An electrocardiogram (EKG) is a simple, painless test that records the heart’s electrical activity.
An EKG shows:
How fast your heart is beating
Whether the rhythm of your heart is steady or irregular
The strength and timing of electrical signals as they pass through each part of your heart
EKGs are used to detect and evaluate many heart problems, such as heart attack, arrhythmia, and heart failure.
Your doctor may recommend an EKG if you have signs or symptoms that suggest a heart problem. An EKG also may be done as part of a routine health exam, to check how medicine or a medical device is working, or for routine screening before major surgery. Your doctor may use EKG results to help plan your treatment for a heart condition.
No special preparation is needed for an EKG. Before the test, let your doctor or doctor’s office know what medicines you’re taking. Some medicines can affect EKG results.

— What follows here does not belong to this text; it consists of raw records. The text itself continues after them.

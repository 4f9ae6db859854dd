//! AWS-backed collaborators: STS for role assumption, Route 53 for zone
//! discovery.

use crate::domain::model::{
    AliasTarget, HostedZone, RecordPage, RecordPageToken, ResourceRecordSet, Session,
    TemporaryCredentials,
};
use crate::domain::ports::{CredentialBroker, ZoneClient, ZoneDirectory};
use crate::utils::error::{BackupError, Result};
use aws_config::{BehaviorVersion, Region, SdkConfig};
use aws_sdk_route53::types::RrType;
use std::sync::Arc;
use std::time::SystemTime;

const CREDENTIALS_PROVIDER_NAME: &str = "dns-backup-assumed-role";

/// Base identity of the process, loaded once per run and shared read-only.
#[derive(Clone)]
pub struct AwsContext {
    config: Arc<SdkConfig>,
    region: String,
}

impl AwsContext {
    /// Loads credentials and settings from the environment, config files
    /// and instance roles.
    pub async fn new(region: &str) -> Self {
        let config = aws_config::defaults(BehaviorVersion::latest())
            .region(Region::new(region.to_string()))
            .load()
            .await;

        Self {
            config: Arc::new(config),
            region: region.to_string(),
        }
    }

    pub fn sdk_config(&self) -> &SdkConfig {
        &self.config
    }

    pub fn region(&self) -> &str {
        &self.region
    }

    pub fn sts_client(&self) -> aws_sdk_sts::Client {
        aws_sdk_sts::Client::new(self.sdk_config())
    }
}

impl std::fmt::Debug for AwsContext {
    fn fmt(&self, f: &mut std::fmt::Formatter<'_>) -> std::fmt::Result {
        f.debug_struct("AwsContext")
            .field("region", &self.region)
            .finish_non_exhaustive()
    }
}

/// Account id segment of an IAM role ARN.
fn account_of(role_arn: &str) -> String {
    role_arn
        .split(':')
        .nth(4)
        .filter(|segment| !segment.is_empty())
        .unwrap_or(role_arn)
        .to_string()
}

pub struct StsCredentialBroker {
    client: aws_sdk_sts::Client,
}

impl StsCredentialBroker {
    pub fn new(context: &AwsContext) -> Self {
        Self {
            client: context.sts_client(),
        }
    }
}

impl CredentialBroker for StsCredentialBroker {
    async fn assume_role(&self, role_arn: &str, session_name: &str) -> Result<TemporaryCredentials> {
        let output = self
            .client
            .assume_role()
            .role_arn(role_arn)
            .role_session_name(session_name)
            .send()
            .await
            .map_err(|e| BackupError::CredentialError {
                account: account_of(role_arn),
                message: aws_sdk_sts::error::DisplayErrorContext(&e).to_string(),
            })?;

        let credentials = output
            .credentials()
            .ok_or_else(|| BackupError::CredentialError {
                account: account_of(role_arn),
                message: "STS returned no credentials".to_string(),
            })?;

        let expiration = credentials.expiration();
        Ok(TemporaryCredentials {
            access_key_id: credentials.access_key_id().to_string(),
            secret_access_key: credentials.secret_access_key().to_string(),
            session_token: credentials.session_token().to_string(),
            expiration: chrono::DateTime::from_timestamp(
                expiration.secs(),
                expiration.subsec_nanos(),
            ),
        })
    }
}

/// Static credentials usable by any SDK client config builder.
pub(crate) fn sdk_credentials(credentials: &TemporaryCredentials) -> aws_sdk_route53::config::Credentials {
    aws_sdk_route53::config::Credentials::new(
        credentials.access_key_id.clone(),
        credentials.secret_access_key.clone(),
        Some(credentials.session_token.clone()),
        credentials.expiration.map(SystemTime::from),
        CREDENTIALS_PROVIDER_NAME,
    )
}

pub struct Route53Directory {
    context: AwsContext,
}

impl Route53Directory {
    pub fn new(context: AwsContext) -> Self {
        Self { context }
    }
}

impl ZoneDirectory for Route53Directory {
    type Client = Route53ZoneClient;

    fn connect(&self, session: &Session) -> Route53ZoneClient {
        let config = aws_sdk_route53::config::Builder::from(self.context.sdk_config())
            .credentials_provider(sdk_credentials(&session.credentials))
            .build();

        Route53ZoneClient {
            client: aws_sdk_route53::Client::from_conf(config),
            account: session.account.to_string(),
        }
    }
}

pub struct Route53ZoneClient {
    client: aws_sdk_route53::Client,
    account: String,
}

impl Route53ZoneClient {
    fn discovery_error<E>(&self, zone: Option<&str>, error: &E) -> BackupError
    where
        E: std::error::Error,
    {
        BackupError::DiscoveryError {
            account: self.account.clone(),
            zone: zone.map(str::to_string),
            message: aws_sdk_route53::error::DisplayErrorContext(error).to_string(),
        }
    }
}

impl ZoneClient for Route53ZoneClient {
    async fn list_hosted_zones(&self) -> Result<Vec<HostedZone>> {
        let mut zones = Vec::new();
        let mut marker: Option<String> = None;

        loop {
            let page = self
                .client
                .list_hosted_zones()
                .set_marker(marker.take())
                .send()
                .await
                .map_err(|e| self.discovery_error(None, &e))?;

            zones.extend(
                page.hosted_zones()
                    .iter()
                    .map(|zone| HostedZone::new(zone.id(), zone.name())),
            );

            match page.next_marker() {
                Some(next) if page.is_truncated() => marker = Some(next.to_string()),
                _ => break,
            }
        }

        Ok(zones)
    }

    async fn list_record_sets(
        &self,
        zone_id: &str,
        start: Option<&RecordPageToken>,
    ) -> Result<RecordPage> {
        let mut request = self
            .client
            .list_resource_record_sets()
            .hosted_zone_id(zone_id.trim_start_matches("/hostedzone/"));
        if let Some(start) = start {
            request = request
                .start_record_name(start.name.as_str())
                .start_record_type(RrType::from(start.record_type.as_str()))
                .set_start_record_identifier(start.identifier.clone());
        }

        let page = request
            .send()
            .await
            .map_err(|e| self.discovery_error(Some(zone_id), &e))?;

        let next = if page.is_truncated() {
            page.next_record_name().map(|name| RecordPageToken {
                name: name.to_string(),
                record_type: page
                    .next_record_type()
                    .map(|t| t.as_str().to_string())
                    .unwrap_or_default(),
                identifier: page.next_record_identifier().map(str::to_string),
            })
        } else {
            None
        };

        Ok(RecordPage {
            records: page.resource_record_sets().iter().map(record_from_sdk).collect(),
            next,
        })
    }
}

fn record_from_sdk(record: &aws_sdk_route53::types::ResourceRecordSet) -> ResourceRecordSet {
    ResourceRecordSet {
        name: record.name().to_string(),
        record_type: record.r#type().as_str().to_string(),
        ttl: record.ttl(),
        values: record
            .resource_records()
            .iter()
            .map(|value| value.value().to_string())
            .collect(),
        set_identifier: record.set_identifier().map(str::to_string),
        alias_target: record.alias_target().map(|alias| AliasTarget {
            dns_name: alias.dns_name().to_string(),
            hosted_zone_id: alias.hosted_zone_id().to_string(),
            evaluate_target_health: alias.evaluate_target_health(),
        }),
    }
}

For an EKG, soft, sticky patches called electrodes are attached to the skin of your chest, arms, and legs. You lie still on a table while the patches detect your heart’s electrical signals. A machine records these signals on graph paper or displays them on a screen. The entire test takes about 10 minutes.
If you have a heart problem that isn’t present all of the time, you may need a special type of EKG, such as a stress test or Holter or event monitor.
You usually can go back to your normal daily routine after an EKG.
Many heart problems change the heart’s electrical activity in distinct ways. An EKG can help detect a number of heart problems. Results from an EKG can suggest problems such as lack of blood flow to the heart muscle, problems with heart rhythm or the heart’s pumping action, birth defects, problems with heart muscle or heart valves, and inflammation of the heart.
An EKG has no serious risks. EKGs don’t give off electrical charges, such as shocks. You may have a mild rash where the electrodes were attached. This rash usually goes away without treatment.